ASSIGNMENT: Extract the lines from the first line of the records below through the line containing "matching exception, and", inclusive, and reproduce them exactly as written.

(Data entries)

◇ ◇ ◇ ◇

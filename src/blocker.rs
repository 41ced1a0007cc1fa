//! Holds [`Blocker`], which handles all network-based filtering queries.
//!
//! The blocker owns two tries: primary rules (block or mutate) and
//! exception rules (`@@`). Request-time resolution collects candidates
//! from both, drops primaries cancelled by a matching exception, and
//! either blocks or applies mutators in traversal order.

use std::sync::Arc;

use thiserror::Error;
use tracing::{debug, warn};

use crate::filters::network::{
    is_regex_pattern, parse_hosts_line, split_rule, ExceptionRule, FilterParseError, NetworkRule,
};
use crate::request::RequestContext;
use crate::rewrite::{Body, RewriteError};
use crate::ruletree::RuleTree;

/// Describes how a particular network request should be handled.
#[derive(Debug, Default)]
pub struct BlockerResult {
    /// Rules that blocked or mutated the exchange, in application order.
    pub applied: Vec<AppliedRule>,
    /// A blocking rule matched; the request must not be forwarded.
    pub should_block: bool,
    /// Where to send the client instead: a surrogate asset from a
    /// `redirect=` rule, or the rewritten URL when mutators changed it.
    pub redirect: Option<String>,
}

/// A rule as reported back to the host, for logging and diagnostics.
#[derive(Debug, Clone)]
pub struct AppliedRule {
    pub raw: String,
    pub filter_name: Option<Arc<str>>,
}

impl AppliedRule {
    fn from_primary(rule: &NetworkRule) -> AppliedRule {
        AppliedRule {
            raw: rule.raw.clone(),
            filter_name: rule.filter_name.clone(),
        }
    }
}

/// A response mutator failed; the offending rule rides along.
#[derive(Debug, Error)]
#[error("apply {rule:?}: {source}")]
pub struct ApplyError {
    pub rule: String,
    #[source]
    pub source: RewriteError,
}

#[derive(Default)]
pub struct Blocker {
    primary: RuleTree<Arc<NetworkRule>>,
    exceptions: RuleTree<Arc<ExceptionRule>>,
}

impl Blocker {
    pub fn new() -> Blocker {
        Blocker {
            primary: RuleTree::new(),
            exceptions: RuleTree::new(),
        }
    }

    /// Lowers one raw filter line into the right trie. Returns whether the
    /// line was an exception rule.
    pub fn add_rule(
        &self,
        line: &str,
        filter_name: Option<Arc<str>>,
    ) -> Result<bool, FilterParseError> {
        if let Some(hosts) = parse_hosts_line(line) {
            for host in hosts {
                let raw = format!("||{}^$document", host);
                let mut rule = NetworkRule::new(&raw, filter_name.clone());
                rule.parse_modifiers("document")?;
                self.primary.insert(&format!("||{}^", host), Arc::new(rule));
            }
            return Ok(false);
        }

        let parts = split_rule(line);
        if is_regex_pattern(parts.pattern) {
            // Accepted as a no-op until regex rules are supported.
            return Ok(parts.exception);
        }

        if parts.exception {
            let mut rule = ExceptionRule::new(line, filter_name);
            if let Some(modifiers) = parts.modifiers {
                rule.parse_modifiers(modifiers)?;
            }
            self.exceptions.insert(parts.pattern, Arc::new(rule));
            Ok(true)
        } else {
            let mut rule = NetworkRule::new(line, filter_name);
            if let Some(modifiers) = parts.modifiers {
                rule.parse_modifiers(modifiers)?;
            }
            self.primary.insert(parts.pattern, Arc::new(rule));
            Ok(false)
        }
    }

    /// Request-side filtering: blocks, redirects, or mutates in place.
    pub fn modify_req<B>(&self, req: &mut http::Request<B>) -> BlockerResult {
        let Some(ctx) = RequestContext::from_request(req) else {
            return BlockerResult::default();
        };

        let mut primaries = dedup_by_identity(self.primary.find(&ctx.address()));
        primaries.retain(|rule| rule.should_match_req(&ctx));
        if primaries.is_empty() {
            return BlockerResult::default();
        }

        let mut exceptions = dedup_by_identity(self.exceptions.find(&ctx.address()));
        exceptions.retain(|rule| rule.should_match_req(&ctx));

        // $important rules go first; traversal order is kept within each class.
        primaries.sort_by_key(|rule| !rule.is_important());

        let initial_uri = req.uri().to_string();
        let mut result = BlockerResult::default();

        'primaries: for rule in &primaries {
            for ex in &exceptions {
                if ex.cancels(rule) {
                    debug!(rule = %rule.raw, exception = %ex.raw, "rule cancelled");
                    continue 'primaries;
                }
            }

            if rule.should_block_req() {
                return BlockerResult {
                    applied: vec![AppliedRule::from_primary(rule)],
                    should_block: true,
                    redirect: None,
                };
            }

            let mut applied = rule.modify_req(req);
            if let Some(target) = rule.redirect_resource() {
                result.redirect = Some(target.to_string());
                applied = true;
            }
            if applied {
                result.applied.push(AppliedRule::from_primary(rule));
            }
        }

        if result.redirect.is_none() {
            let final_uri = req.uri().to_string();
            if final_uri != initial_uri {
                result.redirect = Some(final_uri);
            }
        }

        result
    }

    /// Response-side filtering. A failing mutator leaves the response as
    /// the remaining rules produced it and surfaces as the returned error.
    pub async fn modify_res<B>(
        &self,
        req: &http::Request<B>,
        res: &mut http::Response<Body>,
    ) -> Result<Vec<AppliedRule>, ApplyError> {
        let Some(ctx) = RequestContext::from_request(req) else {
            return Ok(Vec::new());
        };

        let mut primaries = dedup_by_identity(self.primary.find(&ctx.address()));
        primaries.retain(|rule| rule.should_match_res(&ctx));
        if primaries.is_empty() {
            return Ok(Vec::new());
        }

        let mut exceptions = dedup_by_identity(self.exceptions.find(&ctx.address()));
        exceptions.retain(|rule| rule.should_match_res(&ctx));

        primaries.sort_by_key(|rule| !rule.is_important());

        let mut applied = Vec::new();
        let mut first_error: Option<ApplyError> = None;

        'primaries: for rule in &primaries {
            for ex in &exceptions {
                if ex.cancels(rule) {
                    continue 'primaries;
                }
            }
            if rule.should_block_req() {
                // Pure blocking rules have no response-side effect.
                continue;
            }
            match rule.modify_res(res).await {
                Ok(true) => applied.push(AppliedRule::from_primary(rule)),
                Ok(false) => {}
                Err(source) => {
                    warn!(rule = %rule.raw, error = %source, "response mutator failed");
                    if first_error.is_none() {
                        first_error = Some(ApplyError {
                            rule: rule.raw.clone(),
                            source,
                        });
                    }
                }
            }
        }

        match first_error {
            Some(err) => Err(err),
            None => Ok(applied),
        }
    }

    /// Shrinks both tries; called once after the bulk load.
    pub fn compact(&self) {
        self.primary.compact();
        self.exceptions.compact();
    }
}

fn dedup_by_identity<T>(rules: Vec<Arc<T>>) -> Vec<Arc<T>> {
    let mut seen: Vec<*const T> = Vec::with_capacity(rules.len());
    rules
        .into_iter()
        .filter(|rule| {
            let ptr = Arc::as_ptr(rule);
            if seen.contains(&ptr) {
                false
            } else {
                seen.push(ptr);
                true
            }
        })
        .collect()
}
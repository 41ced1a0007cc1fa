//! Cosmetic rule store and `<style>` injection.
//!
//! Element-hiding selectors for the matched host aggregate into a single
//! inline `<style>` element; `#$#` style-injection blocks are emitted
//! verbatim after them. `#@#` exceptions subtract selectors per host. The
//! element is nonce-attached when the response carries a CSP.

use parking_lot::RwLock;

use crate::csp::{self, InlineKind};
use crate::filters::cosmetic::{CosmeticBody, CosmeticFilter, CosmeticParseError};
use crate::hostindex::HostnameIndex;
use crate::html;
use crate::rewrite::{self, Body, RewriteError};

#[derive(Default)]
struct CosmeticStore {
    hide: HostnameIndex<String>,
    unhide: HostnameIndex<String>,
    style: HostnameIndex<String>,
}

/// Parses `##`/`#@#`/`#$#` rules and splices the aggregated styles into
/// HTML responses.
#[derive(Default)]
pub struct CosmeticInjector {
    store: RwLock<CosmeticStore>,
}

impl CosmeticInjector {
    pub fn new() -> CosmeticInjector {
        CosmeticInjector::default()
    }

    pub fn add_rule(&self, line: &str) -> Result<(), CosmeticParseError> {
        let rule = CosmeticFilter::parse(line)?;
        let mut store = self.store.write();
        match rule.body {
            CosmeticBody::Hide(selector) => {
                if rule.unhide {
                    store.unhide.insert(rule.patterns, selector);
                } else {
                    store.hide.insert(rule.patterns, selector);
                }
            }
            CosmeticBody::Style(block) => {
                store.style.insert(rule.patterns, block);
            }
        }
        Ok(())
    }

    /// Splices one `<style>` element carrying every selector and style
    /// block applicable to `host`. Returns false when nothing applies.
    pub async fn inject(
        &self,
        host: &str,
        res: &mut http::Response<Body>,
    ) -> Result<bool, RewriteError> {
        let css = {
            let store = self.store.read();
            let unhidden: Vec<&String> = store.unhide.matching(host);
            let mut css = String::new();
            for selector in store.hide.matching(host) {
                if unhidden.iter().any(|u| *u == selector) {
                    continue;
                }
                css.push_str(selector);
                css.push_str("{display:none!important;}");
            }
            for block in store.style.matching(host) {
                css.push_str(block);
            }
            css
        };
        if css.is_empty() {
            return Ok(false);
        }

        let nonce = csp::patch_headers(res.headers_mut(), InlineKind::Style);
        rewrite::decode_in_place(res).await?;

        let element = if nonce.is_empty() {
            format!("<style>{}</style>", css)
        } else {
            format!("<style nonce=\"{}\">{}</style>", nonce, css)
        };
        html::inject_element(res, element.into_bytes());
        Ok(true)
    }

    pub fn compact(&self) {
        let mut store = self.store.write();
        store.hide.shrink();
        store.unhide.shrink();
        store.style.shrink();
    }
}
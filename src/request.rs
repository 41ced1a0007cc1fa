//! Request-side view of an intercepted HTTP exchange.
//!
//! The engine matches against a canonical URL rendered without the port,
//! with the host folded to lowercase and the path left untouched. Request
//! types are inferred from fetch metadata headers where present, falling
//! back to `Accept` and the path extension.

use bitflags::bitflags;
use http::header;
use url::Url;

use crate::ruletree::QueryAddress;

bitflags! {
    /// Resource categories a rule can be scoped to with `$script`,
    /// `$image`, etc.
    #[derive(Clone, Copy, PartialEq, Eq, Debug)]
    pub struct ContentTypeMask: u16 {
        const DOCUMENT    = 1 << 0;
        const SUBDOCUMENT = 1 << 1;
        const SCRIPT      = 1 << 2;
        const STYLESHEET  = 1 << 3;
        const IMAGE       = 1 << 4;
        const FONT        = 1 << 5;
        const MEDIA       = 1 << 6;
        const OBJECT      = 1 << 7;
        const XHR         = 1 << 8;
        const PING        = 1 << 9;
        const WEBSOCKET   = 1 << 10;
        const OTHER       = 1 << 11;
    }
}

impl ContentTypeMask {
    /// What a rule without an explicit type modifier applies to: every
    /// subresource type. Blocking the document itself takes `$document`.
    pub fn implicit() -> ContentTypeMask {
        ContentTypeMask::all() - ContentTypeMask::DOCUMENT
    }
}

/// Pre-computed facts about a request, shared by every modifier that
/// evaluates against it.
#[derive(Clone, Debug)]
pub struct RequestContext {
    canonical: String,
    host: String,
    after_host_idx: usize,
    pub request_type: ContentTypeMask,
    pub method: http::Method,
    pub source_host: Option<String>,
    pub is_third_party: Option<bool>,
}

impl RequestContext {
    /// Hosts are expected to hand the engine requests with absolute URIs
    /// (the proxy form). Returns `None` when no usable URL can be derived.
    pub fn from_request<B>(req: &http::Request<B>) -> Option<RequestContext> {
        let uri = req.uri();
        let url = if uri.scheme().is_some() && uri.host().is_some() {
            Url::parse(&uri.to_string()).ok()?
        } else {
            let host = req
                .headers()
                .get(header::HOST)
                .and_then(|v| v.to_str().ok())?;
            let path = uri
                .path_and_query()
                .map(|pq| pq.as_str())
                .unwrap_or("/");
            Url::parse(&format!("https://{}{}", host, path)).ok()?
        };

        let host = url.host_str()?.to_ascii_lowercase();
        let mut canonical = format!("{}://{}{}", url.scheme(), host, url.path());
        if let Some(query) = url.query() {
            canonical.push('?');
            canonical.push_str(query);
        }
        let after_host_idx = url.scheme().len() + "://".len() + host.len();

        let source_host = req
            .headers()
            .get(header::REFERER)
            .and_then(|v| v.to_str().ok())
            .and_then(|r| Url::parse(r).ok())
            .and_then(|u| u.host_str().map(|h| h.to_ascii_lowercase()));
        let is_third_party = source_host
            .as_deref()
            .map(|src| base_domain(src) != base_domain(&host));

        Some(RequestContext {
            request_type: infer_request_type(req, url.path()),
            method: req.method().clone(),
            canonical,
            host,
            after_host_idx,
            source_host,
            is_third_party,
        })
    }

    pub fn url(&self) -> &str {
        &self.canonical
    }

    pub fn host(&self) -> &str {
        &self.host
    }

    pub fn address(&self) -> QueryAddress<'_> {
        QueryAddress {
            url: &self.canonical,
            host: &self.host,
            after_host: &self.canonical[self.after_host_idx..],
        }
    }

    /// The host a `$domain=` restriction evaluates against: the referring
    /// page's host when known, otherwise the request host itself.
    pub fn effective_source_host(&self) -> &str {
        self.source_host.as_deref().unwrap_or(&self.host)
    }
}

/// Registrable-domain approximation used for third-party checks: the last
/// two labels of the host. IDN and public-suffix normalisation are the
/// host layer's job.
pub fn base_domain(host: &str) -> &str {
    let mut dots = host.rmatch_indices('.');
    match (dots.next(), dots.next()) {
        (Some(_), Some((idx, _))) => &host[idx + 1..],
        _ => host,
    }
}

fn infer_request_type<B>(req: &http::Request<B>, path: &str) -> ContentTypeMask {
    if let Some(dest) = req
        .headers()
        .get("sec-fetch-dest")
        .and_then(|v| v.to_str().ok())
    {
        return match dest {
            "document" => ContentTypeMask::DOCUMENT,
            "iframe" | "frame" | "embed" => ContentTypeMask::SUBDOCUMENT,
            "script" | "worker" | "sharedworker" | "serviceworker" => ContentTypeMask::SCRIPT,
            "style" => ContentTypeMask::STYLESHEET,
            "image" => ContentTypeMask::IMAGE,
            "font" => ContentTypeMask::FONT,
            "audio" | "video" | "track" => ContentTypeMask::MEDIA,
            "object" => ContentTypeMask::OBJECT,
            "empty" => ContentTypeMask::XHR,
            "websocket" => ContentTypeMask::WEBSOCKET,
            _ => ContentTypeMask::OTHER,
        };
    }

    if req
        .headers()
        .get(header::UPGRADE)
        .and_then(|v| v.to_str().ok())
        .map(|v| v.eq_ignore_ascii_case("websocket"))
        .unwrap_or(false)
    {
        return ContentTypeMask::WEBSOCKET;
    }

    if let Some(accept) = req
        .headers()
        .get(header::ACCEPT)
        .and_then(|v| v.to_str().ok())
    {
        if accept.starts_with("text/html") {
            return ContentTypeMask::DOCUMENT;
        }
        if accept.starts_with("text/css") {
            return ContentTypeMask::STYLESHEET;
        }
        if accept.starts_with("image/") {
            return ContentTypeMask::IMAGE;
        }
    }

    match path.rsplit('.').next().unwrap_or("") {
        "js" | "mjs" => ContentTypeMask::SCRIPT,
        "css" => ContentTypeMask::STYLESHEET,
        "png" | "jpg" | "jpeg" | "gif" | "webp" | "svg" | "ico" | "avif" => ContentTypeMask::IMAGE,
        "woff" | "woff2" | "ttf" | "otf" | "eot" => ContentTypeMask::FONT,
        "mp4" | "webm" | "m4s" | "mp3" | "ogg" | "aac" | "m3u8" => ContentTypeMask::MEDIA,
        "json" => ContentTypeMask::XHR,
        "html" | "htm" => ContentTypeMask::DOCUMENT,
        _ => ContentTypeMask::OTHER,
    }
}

◇ ◇ ◇ ◇

RESPONSE AREA:
filename src/blocker.rs
repository 41ced1a0007cc1fa
//! Holds [`Blocker`], which handles all network-based filtering queries.
//!
//! The blocker owns two tries: primary rules (block or mutate) and
//! exception rules (`@@`). Request-time resolution collects candidates
//! from both, drops primaries cancelled by a matching exception, and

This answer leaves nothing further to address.